Work instructions: The entries underneath need to be duplicated exactly, with none omitted.

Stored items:
● ● ●

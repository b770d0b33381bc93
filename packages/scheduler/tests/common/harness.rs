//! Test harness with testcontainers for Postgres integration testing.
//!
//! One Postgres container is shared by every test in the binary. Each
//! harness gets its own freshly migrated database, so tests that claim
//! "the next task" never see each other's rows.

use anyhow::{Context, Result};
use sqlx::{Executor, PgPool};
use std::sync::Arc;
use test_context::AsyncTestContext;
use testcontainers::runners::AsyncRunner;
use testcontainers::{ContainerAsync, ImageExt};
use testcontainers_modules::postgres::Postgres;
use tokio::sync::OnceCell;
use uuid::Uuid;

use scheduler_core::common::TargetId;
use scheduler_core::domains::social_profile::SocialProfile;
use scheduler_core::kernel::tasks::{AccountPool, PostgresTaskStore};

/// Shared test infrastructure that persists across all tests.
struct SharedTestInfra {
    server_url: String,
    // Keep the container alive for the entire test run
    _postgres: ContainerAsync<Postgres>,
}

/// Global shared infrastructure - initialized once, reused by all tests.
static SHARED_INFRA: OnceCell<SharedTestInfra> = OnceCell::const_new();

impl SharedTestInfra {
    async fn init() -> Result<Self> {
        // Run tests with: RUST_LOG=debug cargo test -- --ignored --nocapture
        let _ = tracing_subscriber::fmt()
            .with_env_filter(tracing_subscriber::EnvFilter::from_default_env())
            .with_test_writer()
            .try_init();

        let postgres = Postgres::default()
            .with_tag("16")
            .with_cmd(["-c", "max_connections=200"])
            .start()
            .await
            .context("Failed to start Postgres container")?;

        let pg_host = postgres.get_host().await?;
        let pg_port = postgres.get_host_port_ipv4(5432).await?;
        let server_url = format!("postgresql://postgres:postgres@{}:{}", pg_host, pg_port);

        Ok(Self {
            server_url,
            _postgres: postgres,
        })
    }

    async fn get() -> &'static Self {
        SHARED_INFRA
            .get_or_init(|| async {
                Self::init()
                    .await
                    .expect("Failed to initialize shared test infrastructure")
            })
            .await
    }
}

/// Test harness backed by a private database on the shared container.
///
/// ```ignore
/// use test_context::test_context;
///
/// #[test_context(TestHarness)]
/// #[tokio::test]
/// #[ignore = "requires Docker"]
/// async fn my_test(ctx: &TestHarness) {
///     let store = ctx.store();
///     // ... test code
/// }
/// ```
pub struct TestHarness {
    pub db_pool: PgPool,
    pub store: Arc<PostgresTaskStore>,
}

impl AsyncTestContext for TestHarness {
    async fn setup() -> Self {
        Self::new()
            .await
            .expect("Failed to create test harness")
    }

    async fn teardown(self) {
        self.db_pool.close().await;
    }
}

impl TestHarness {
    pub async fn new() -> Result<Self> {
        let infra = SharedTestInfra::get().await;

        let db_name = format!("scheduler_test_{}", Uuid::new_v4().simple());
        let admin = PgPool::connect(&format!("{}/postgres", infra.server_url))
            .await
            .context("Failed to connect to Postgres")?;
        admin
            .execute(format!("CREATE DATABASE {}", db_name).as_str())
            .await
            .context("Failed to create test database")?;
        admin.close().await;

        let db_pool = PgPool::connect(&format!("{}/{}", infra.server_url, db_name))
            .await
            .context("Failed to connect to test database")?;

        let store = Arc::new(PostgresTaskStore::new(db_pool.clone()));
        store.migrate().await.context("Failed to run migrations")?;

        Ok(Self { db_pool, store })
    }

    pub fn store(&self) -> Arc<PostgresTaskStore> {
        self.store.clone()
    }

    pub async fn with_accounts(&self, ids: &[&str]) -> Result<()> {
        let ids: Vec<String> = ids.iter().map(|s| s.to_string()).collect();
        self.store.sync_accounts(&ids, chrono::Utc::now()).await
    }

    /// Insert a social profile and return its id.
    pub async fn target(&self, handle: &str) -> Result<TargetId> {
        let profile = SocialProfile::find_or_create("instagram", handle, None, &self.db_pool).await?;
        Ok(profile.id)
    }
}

● ● ●

Solution:
repository b770d0b33381bc93
filename packages/scheduler/tests/common/harness.rs
//! Test harness with testcontainers for Postgres integration testing.
//!
//! One Postgres container is shared by every test in the binary. Each
//! harness gets its own freshly migrated database, so tests that claim
//! "the next task" never see each other's rows.

use anyhow::{Context, Result};
use sqlx::{Executor, PgPool};
use std::sync::Arc;
use test_context::AsyncTestContext;
use testcontainers::runners::AsyncRunner;
use testcontainers::{ContainerAsync, ImageExt};
use testcontainers_modules::postgres::Postgres;
use tokio::sync::OnceCell;
use uuid::Uuid;

use scheduler_core::common::TargetId;
use scheduler_core::domains::social_profile::SocialProfile;
use scheduler_core::kernel::tasks::{AccountPool, PostgresTaskStore};

/// Shared test infrastructure that persists across all tests.
struct SharedTestInfra {
    server_url: String,
    // Keep the container alive for the entire test run
    _postgres: ContainerAsync<Postgres>,
}

/// Global shared infrastructure - initialized once, reused by all tests.
static SHARED_INFRA: OnceCell<SharedTestInfra> = OnceCell::const_new();

impl SharedTestInfra {
    async fn init() -> Result<Self> {
        // Run tests with: RUST_LOG=debug cargo test -- --ignored --nocapture
        let _ = tracing_subscriber::fmt()
            .with_env_filter(tracing_subscriber::EnvFilter::from_default_env())
            .with_test_writer()
            .try_init();

        let postgres = Postgres::default()
            .with_tag("16")
            .with_cmd(["-c", "max_connections=200"])
            .start()
            .await
            .context("Failed to start Postgres container")?;

        let pg_host = postgres.get_host().await?;
        let pg_port = postgres.get_host_port_ipv4(5432).await?;
        let server_url = format!("postgresql://postgres:postgres@{}:{}", pg_host, pg_port);

        Ok(Self {
            server_url,
            _postgres: postgres,
        })
    }

    async fn get() -> &'static Self {
        SHARED_INFRA
            .get_or_init(|| async {
                Self::init()
                    .await
                    .expect("Failed to initialize shared test infrastructure")
            })
            .await
    }
}

/// Test harness backed by a private database on the shared container.
///
/// ```ignore
/// use test_context::test_context;
///
/// #[test_context(TestHarness)]
/// #[tokio::test]
/// #[ignore = "requires Docker"]
/// async fn my_test(ctx: &TestHarness) {
///     let store = ctx.store();
///     // ... test code
/// }
/// ```
pub struct TestHarness {
    pub db_pool: PgPool,
    pub store: Arc<PostgresTaskStore>,
}

impl AsyncTestContext for TestHarness {
    async fn setup() -> Self {
        Self::new()
            .await
            .expect("Failed to create test harness")
    }

    async fn teardown(self) {
        self.db_pool.close().await;
    }
}

impl TestHarness {
    pub async fn new() -> Result<Self> {
        let infra = SharedTestInfra::get().await;

        let db_name = format!("scheduler_test_{}", Uuid::new_v4().simple());
        let admin = PgPool::connect(&format!("{}/postgres", infra.server_url))
            .await
            .context("Failed to connect to Postgres")?;
        admin
            .execute(format!("CREATE DATABASE {}", db_name).as_str())
            .await
            .context("Failed to create test database")?;
        admin.close().await;

        let db_pool = PgPool::connect(&format!("{}/{}", infra.server_url, db_name))
            .await
            .context("Failed to connect to test database")?;

        let store = Arc::new(PostgresTaskStore::new(db_pool.clone()));
        store.migrate().await.context("Failed to run migrations")?;

        Ok(Self { db_pool, store })
    }

    pub fn store(&self) -> Arc<PostgresTaskStore> {
        self.store.clone()
    }

    pub async fn with_accounts(&self, ids: &[&str]) -> Result<()> {
        let ids: Vec<String> = ids.iter().map(|s| s.to_string()).collect();
        self.store.sync_accounts(&ids, chrono::Utc::now()).await
    }

    /// Insert a social profile and return its id.
    pub async fn target(&self, handle: &str) -> Result<TargetId> {
        let profile = SocialProfile::find_or_create("instagram", handle, None, &self.db_pool).await?;
        Ok(profile.id)
    }
}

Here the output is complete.